Once your company contacts are organized into phonebooks, you can build inbound routes that steer each incoming call to the right team based on the phonebook a caller's number is saved in. An inbound route is the rule your phone system (PBX, short for Private Branch Exchange) uses to decide where a call coming in from outside should go. Routing by phonebook lets you split incoming traffic by customer group without asking callers to press a menu option.

## Before you start

Make sure both of the following are in place:

- Your contacts are grouped into phonebooks. See [Add and Manage Company Phonebooks](/pbx/administrator-guide/manage-company-phonebooks/).
- The **Caller ID Match** feature is turned on. See [Identify Callers from Contacts](/pbx/administrator-guide/identify-callers-from-contacts/).

:::note[What Caller ID Match does]
Caller ID is the phone number shown for an incoming call. The Caller ID Match feature compares that number against the contacts saved in your phonebooks so the system can recognize who is calling. Routing by phonebook only works once this feature is on.
:::

## Example scenario

Suppose Company ABC runs two teams, each with its own set of customers. An administrator has already sorted those customers into two separate phonebooks:

| Team | Phonebook |
|------|-----------|
| Sales Team (Queue 6401) | Customers_Abroad |
| Support Team (Queue 6402) | Customers_China |

A Queue is a holding line that rings a group of agents, and the number in brackets is the extension callers reach it at. The goal is for every call from a Sales customer to land on the Sales queue, and every call from a Support customer to land on the Support queue. You achieve this with two inbound routes, each keyed to a different phonebook.

## Create the inbound route for the Sales Team

Add an inbound route with these settings:

1. **Name**: Enter a label that makes the route easy to recognize later.
2. **DID Pattern**: Leave this empty so the route is not restricted to specific numbers.

   :::note[What DID Pattern controls]
   DID (Direct Inward Dialing) is the specific number the caller dialed to reach you. Leaving this field blank tells the route to accept calls to any of your numbers, so the match depends only on who is calling, not on the number they dialed.
   :::

3. **Caller ID Pattern**: Choose **Match Contacts' Caller ID in Specific Phonebooks**, then select the **Customers_Abroad** phonebook.

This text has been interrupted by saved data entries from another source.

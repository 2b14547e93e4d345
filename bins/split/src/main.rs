//! Coinage split tool.
//!
//! Splits an amount evenly or by weights and prints each part as one JSON
//! document per line, encoded with the configured coding options.
//!
//! Usage: coinage-split <CODE> <AMOUNT> <PARTS|W1,W2,...>
//!
//! A third argument containing a comma is a weight list (`2,5` or `3,`);
//! anything else is a part count.

use anyhow::{Context, bail};
use tracing::{debug, info};
use tracing_subscriber::{layer::SubscriberExt, util::SubscriberInitExt};

use coinage_core::coding::to_json_string;
use coinage_core::{
    Aud, Bhd, Cad, Chf, Clf, CodingOptions, Currency, CurrencyDescriptor, Eur, Gbp, Idr, Jpy, Krw,
    Kwd, Money, Sgd, Usd,
};
use coinage_shared::AppConfig;

const USAGE: &str = "Usage: coinage-split <CODE> <AMOUNT> <PARTS|W1,W2,...>";

/// How the amount is split.
#[derive(Debug, Clone, PartialEq, Eq)]
enum Split {
    Even(i64),
    Weighted(Vec<String>),
}

#[derive(Debug, Clone, PartialEq, Eq)]
struct Request {
    currency: CurrencyDescriptor,
    amount: String,
    split: Split,
}

fn parse_args(args: &[String]) -> anyhow::Result<Request> {
    let [code, amount, split] = args else {
        bail!("expected 3 arguments, got {}\n{USAGE}", args.len());
    };

    let currency = CurrencyDescriptor::lookup(code)
        .with_context(|| format!("Unknown currency: {code}"))?;

    let split = if split.contains(',') {
        Split::Weighted(
            split
                .split(',')
                .map(str::trim)
                .filter(|weight| !weight.is_empty())
                .map(str::to_string)
                .collect(),
        )
    } else {
        Split::Even(
            split
                .trim()
                .parse()
                .with_context(|| format!("Invalid part count: {split}"))?,
        )
    };

    Ok(Request {
        currency,
        amount: amount.clone(),
        split,
    })
}

/// Runs the split in currency `C` and encodes every part.
fn split<C: Currency>(request: &Request, options: CodingOptions) -> anyhow::Result<Vec<String>> {
    let amount: Money<C> = request.amount.parse()?;

    let parts = match &request.split {
        Split::Even(count) => amount.distributed_evenly(*count)?,
        Split::Weighted(weights) => {
            let weights = weights
                .iter()
                .map(|weight| weight.parse::<Money<C>>())
                .collect::<Result<Vec<_>, _>>()?;
            amount.distributed_proportionally(&weights)?
        }
    };

    debug!(currency = C::CODE, parts = parts.len(), "Split computed");

    parts
        .iter()
        .map(|part| to_json_string(part, options).map_err(Into::into))
        .collect()
}

/// Picks the marker type matching a runtime currency code.
macro_rules! dispatch {
    ($request:expr, $options:expr; $($marker:ident),* $(,)?) => {
        match $request.currency.code {
            $(code if code == $marker::CODE => split::<$marker>($request, $options),)*
            other => bail!("Unsupported currency: {other}"),
        }
    };
}

fn run(request: &Request, options: CodingOptions) -> anyhow::Result<Vec<String>> {
    dispatch!(
        request, options;
        Usd, Eur, Gbp, Chf, Cad, Aud, Sgd, Idr, Jpy, Krw, Bhd, Kwd, Clf,
    )
}

fn main() -> anyhow::Result<()> {
    // Load environment variables from .env file
    dotenvy::dotenv().ok();

    let config = AppConfig::load().context("Failed to load configuration")?;

    // Initialize tracing on stderr so stdout stays pure JSON
    tracing_subscriber::registry()
        .with(
            tracing_subscriber::EnvFilter::try_from_default_env()
                .unwrap_or_else(|_| config.log.filter.as_str().into()),
        )
        .with(tracing_subscriber::fmt::layer().with_writer(std::io::stderr))
        .init();

    let args: Vec<String> = std::env::args().skip(1).collect();
    let request = parse_args(&args)?;
    info!(currency = %request.currency, amount = %request.amount, "Splitting");

    for line in run(&request, config.coding)? {
        println!("{line}");
    }

    Ok(())
}

#[cfg(test)]
mod tests {
    use super::*;
    use rstest::rstest;

    fn args(values: &[&str]) -> Vec<String> {
        values.iter().map(ToString::to_string).collect()
    }

    #[test]
    fn test_parse_even_split() {
        let request = parse_args(&args(&["usd", "10.00", "6"])).unwrap();
        assert_eq!(request.currency, Usd::descriptor());
        assert_eq!(request.amount, "10.00");
        assert_eq!(request.split, Split::Even(6));
    }

    #[test]
    fn test_parse_weighted_split() {
        let request = parse_args(&args(&["JPY", "100", "2, 5,"])).unwrap();
        assert_eq!(request.currency, Jpy::descriptor());
        assert_eq!(
            request.split,
            Split::Weighted(vec!["2".to_string(), "5".to_string()])
        );
    }

    #[rstest]
    #[case(&["USD", "10"])]
    #[case(&["XXX", "10", "2"])]
    #[case(&["USD", "10", "two"])]
    fn test_parse_rejects_bad_arguments(#[case] values: &[&str]) {
        assert!(parse_args(&args(values)).is_err());
    }

    #[test]
    fn test_run_even_split() {
        let request = parse_args(&args(&["USD", "10.00", "6"])).unwrap();
        let lines = run(&request, CodingOptions::default()).unwrap();
        assert_eq!(lines.len(), 6);
        assert_eq!(lines[0], r#"{"currency":"USD","amount":1.67}"#);
        assert_eq!(lines[5], r#"{"currency":"USD","amount":1.66}"#);
    }

    #[test]
    fn test_run_weighted_split_with_options() {
        let request = parse_args(&args(&["USD", "10.00", "2,5"])).unwrap();
        let options = CodingOptions::default()
            .omit_currency(true)
            .encode_amount_as_string(true);
        let lines = run(&request, options).unwrap();
        assert_eq!(lines, vec![r#""2.86""#, r#""7.14""#]);
    }

    #[test]
    fn test_run_dispatches_every_catalog_currency() {
        for descriptor in CurrencyDescriptor::all() {
            let request = Request {
                currency: *descriptor,
                amount: "1".to_string(),
                split: Split::Even(2),
            };
            assert_eq!(run(&request, CodingOptions::default()).unwrap().len(), 2);
        }
    }

    #[test]
    fn test_run_reports_bad_amount() {
        let request = parse_args(&args(&["USD", "ten", "2"])).unwrap();
        let err = run(&request, CodingOptions::default()).unwrap_err();
        assert!(err.to_string().contains("Invalid decimal amount"));
    }
}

   ![Caller ID pattern set to match contacts in the Customers_Abroad phonebook](/images/pbx/inbound-calls-based-on-cid-phonebook-1.png)

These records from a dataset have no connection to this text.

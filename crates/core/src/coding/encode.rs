//! Money encoder.

use std::str::FromStr;

use rust_decimal::Decimal;
use rust_decimal::prelude::ToPrimitive;
use serde::ser::{Error as _, SerializeStruct};
use serde::{Serialize, Serializer};

use coinage_shared::{CodingOptions, Currency};

use crate::money::Money;

/// Serializable view of a money value under a set of options.
///
/// Produced by [`Money::encoded`].
#[derive(Debug, Clone, Copy)]
pub struct Encoder<'a, C: Currency> {
    money: &'a Money<C>,
    options: CodingOptions,
}

impl<C: Currency> Money<C> {
    /// Returns a serializable view of this value encoded under `options`.
    ///
    /// ```
    /// use rust_decimal_macros::dec;
    /// use coinage_core::{CodingOptions, Money, Usd};
    ///
    /// let price = Money::<Usd>::new(dec!(2.19));
    /// let options = CodingOptions::default().encode_amount_as_string(true);
    /// let json = serde_json::to_string(&price.encoded(options)).unwrap();
    /// assert_eq!(json, r#"{"currency":"USD","amount":"2.19"}"#);
    /// ```
    #[must_use]
    pub const fn encoded(&self, options: CodingOptions) -> Encoder<'_, C> {
        Encoder {
            money: self,
            options,
        }
    }
}

impl<C: Currency> Serialize for Encoder<'_, C> {
    fn serialize<S: Serializer>(&self, serializer: S) -> Result<S::Ok, S::Error> {
        let amount = Amount {
            value: self.money.amount(),
            as_string: self.options.encode_amount_as_string,
        };

        if self.options.omit_currency {
            return amount.serialize(serializer);
        }

        let mut state = serializer.serialize_struct("Money", 2)?;
        state.serialize_field("currency", C::CODE)?;
        state.serialize_field("amount", &amount)?;
        state.end()
    }
}

/// The amount field: exact decimal text, or the nearest native number.
struct Amount {
    value: Decimal,
    as_string: bool,
}

impl Serialize for Amount {
    fn serialize<S: Serializer>(&self, serializer: S) -> Result<S::Ok, S::Error> {
        if self.as_string {
            return serializer.collect_str(&self.value);
        }

        let normalized = self.value.normalize();
        if normalized.scale() == 0
            && let Some(integer) = normalized.to_i64()
        {
            return serializer.serialize_i64(integer);
        }

        // Parsed from the decimal text so the float is the closest one
        let number = f64::from_str(&normalized.to_string()).map_err(S::Error::custom)?;
        serializer.serialize_f64(number)
    }
}

#[cfg(test)]
mod tests {
    use super::*;
    use coinage_shared::types::{Bhd, Jpy, Usd};
    use rstest::rstest;
    use rust_decimal_macros::dec;

    fn encode<C: Currency>(money: Money<C>, options: CodingOptions) -> String {
        serde_json::to_string(&money.encoded(options)).unwrap()
    }

    #[rstest]
    #[case(dec!(2.19), r#"{"currency":"USD","amount":2.19}"#)]
    #[case(dec!(10.00), r#"{"currency":"USD","amount":10}"#)]
    #[case(dec!(-0.5), r#"{"currency":"USD","amount":-0.5}"#)]
    #[case(dec!(0), r#"{"currency":"USD","amount":0}"#)]
    fn test_default_encoding_is_structured_numeric(#[case] amount: Decimal, #[case] expected: &str) {
        assert_eq!(encode(Money::<Usd>::new(amount), CodingOptions::default()), expected);
    }

    #[test]
    fn test_string_amount_keeps_exact_text() {
        let options = CodingOptions::default().encode_amount_as_string(true);
        assert_eq!(
            encode(Money::<Usd>::new(dec!(36.530)), options),
            r#"{"currency":"USD","amount":"36.530"}"#
        );
        assert_eq!(
            encode(Money::<Bhd>::new(dec!(-1.125)), options),
            r#"{"currency":"BHD","amount":"-1.125"}"#
        );
    }

    #[test]
    fn test_omit_currency_emits_scalar() {
        let options = CodingOptions::default().omit_currency(true);
        assert_eq!(encode(Money::<Usd>::new(dec!(2.19)), options), "2.19");
        assert_eq!(encode(Money::<Jpy>::new(dec!(500)), options), "500");
        assert_eq!(
            encode(
                Money::<Usd>::new(dec!(2.19)),
                options.encode_amount_as_string(true)
            ),
            r#""2.19""#
        );
    }

    #[test]
    fn test_strict_options_encode_string_structured() {
        assert_eq!(
            encode(Money::<Usd>::new(dec!(0.02)), CodingOptions::strict()),
            r#"{"currency":"USD","amount":"0.02"}"#
        );
    }

    #[test]
    fn test_large_integer_falls_back_to_float() {
        let huge = Money::<Usd>::new(Decimal::MAX);
        let value = serde_json::to_value(huge.encoded(CodingOptions::default())).unwrap();
        assert!(value["amount"].is_f64());
    }
}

   :::caution[Only saved contacts match this route]
   This route only catches calls whose Caller ID is saved in the Customers_Abroad phonebook. A call from a number that is not in that phonebook skips this route. Make sure another inbound route is in place to handle callers who are not in any phonebook, otherwise those calls have nowhere to land.
   :::

4. **Trunk**: Select the trunk these customers call in on.

   :::note[What a trunk is]
   A trunk is the connection from your phone service provider that carries outside calls into the system. Pick the trunk your customers dial in on so the route watches the right line.
   :::

5. **Default Destination**: Decide whether calls should follow different destinations by time of day. In this example, every matching call goes to the same place regardless of when it arrives:
   - **Default Destination**: Set to **Queue** and choose the Sales Team.
   - **Time Condition**: Leave unselected.

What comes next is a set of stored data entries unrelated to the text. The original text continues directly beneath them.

//! Options controlling how money is encoded and decoded.

use serde::Deserialize;

/// Independent toggles for the money encoder and decoder.
///
/// Passed explicitly to every encode/decode call; the default has every
/// toggle off, which accepts every representation and encodes the
/// structured form with a numeric amount.
#[allow(clippy::struct_excessive_bools)]
#[derive(Debug, Clone, Copy, Default, PartialEq, Eq, Hash, Deserialize)]
#[serde(default)]
pub struct CodingOptions {
    /// Reject bare scalar encodings; require `{currency, amount}`.
    pub require_explicit_currency: bool,
    /// Reject numeric amounts; require the amount as a decimal string.
    pub require_string_amount: bool,
    /// Round accepted numeric amounts to the currency's minor unit.
    pub round_floating_point_amount: bool,
    /// Encode only the amount, without the currency code.
    pub omit_currency: bool,
    /// Encode the amount as its exact decimal string.
    pub encode_amount_as_string: bool,
}

impl CodingOptions {
    /// Options that only accept and produce `{currency, amount}` with string
    /// amounts.
    #[must_use]
    pub const fn strict() -> Self {
        Self {
            require_explicit_currency: true,
            require_string_amount: true,
            round_floating_point_amount: false,
            omit_currency: false,
            encode_amount_as_string: true,
        }
    }

    /// Sets `require_explicit_currency`.
    #[must_use]
    pub const fn require_explicit_currency(mut self, value: bool) -> Self {
        self.require_explicit_currency = value;
        self
    }

    /// Sets `require_string_amount`.
    #[must_use]
    pub const fn require_string_amount(mut self, value: bool) -> Self {
        self.require_string_amount = value;
        self
    }

    /// Sets `round_floating_point_amount`.
    #[must_use]
    pub const fn round_floating_point_amount(mut self, value: bool) -> Self {
        self.round_floating_point_amount = value;
        self
    }

    /// Sets `omit_currency`.
    #[must_use]
    pub const fn omit_currency(mut self, value: bool) -> Self {
        self.omit_currency = value;
        self
    }

    /// Sets `encode_amount_as_string`.
    #[must_use]
    pub const fn encode_amount_as_string(mut self, value: bool) -> Self {
        self.encode_amount_as_string = value;
        self
    }
}

#[cfg(test)]
mod tests {
    use super::*;

    #[test]
    fn test_default_is_all_off() {
        let options = CodingOptions::default();
        assert!(!options.require_explicit_currency);
        assert!(!options.require_string_amount);
        assert!(!options.round_floating_point_amount);
        assert!(!options.omit_currency);
        assert!(!options.encode_amount_as_string);
    }

    #[test]
    fn test_setters_are_independent() {
        let options = CodingOptions::default()
            .omit_currency(true)
            .encode_amount_as_string(true);
        assert!(options.omit_currency);
        assert!(options.encode_amount_as_string);
        assert!(!options.require_string_amount);

        let options = options.omit_currency(false);
        assert!(!options.omit_currency);
        assert!(options.encode_amount_as_string);
    }

    #[test]
    fn test_deserialize_partial() {
        let options: CodingOptions =
            serde_json::from_str(r#"{"require_string_amount": true}"#).unwrap();
        assert_eq!(options, CodingOptions::default().require_string_amount(true));
    }
}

   ![Default destination pointing matched calls to the Sales queue](/images/pbx/inbound-route-dst-leo-ball.png)

   :::tip[Route calls differently after hours]
   Because the Default Destination can be tied to a Time Condition, you could send matched calls to the team during business hours and to voicemail or an after-hours greeting the rest of the time. This example leaves Time Condition unselected, so matched calls always go to the queue.
   :::

6. **Fax Detection**: Keep the default settings.

## Create the inbound route for the Support Team

Add a second inbound route the same way, pointing it at the other phonebook. The settings below mirror the Sales route, so the notes above apply here too.

1. **Name**: Enter a label that makes the route easy to recognize later.
2. **DID Pattern**: Leave this empty so the route is not restricted to specific numbers.
3. **Caller ID Pattern**: Choose **Match Contacts' Caller ID in Specific Phonebooks**, then select the **Customers_China** phonebook.

   ![Caller ID pattern set to match contacts in the Customers_China phonebook](/images/pbx/inbound-calls-based-on-cid-phonebook-2.png)

4. **Trunk**: Select the trunk these customers call in on.
5. **Default Destination**: As with the first route, send every matching call to the same destination:
   - **Default Destination**: Set to **Queue** and choose the Support Team.
   - **Time Condition**: Leave unselected.

   ![Default destination pointing matched calls to the Support queue](/images/pbx/inbound-route-dst-nicholas.png)

6. **Fax Detection**: Keep the default settings.

## Result

With both routes in place, the system sorts incoming calls by phonebook:

- Calls from contacts in **Customers_Abroad** reach the Sales Team.
- Calls from contacts in **Customers_China** reach the Support Team.